REQUIRED ACTION - Wherever "else" shows up in the records below, copy the whole line.

*** Block opens ***

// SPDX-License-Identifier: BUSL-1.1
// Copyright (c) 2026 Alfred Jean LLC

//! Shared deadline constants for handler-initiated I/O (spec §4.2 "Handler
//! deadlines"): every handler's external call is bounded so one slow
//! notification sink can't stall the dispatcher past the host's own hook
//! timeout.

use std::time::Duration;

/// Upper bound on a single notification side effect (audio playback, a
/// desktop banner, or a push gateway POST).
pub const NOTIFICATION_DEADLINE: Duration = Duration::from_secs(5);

*** Block closes ***
*** Block opens ***

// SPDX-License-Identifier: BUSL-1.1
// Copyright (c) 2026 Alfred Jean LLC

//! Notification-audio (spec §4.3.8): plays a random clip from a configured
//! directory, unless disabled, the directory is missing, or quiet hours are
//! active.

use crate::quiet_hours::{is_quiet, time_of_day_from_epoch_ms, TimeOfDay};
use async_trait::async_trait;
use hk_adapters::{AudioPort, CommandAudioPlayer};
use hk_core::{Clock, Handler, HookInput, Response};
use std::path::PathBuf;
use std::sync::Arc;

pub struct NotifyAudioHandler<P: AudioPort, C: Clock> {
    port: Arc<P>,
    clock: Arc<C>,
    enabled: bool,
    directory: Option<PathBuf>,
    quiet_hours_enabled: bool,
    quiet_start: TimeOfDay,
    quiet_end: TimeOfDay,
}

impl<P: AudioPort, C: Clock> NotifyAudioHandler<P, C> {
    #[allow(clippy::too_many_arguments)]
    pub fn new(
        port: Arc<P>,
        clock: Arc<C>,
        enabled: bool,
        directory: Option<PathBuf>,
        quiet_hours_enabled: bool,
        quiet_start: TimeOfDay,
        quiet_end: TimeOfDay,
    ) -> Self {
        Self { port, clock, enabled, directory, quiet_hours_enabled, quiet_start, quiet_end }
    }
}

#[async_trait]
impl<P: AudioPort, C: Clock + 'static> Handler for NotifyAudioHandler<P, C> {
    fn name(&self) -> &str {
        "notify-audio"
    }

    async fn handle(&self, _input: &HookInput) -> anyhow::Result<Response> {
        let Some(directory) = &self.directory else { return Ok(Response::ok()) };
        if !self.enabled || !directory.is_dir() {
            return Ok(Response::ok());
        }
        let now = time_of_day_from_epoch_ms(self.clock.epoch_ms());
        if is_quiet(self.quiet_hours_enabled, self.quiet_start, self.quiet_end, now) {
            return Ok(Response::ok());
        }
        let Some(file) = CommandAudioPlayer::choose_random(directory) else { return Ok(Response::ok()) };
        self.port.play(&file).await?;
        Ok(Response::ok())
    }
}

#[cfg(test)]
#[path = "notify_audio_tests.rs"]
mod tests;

*** Block closes ***

ANSWER -
        let Some(directory) = &self.directory else { return Ok(Response::ok()) };
        let Some(file) = CommandAudioPlayer::choose_random(directory) else { return Ok(Response::ok()) };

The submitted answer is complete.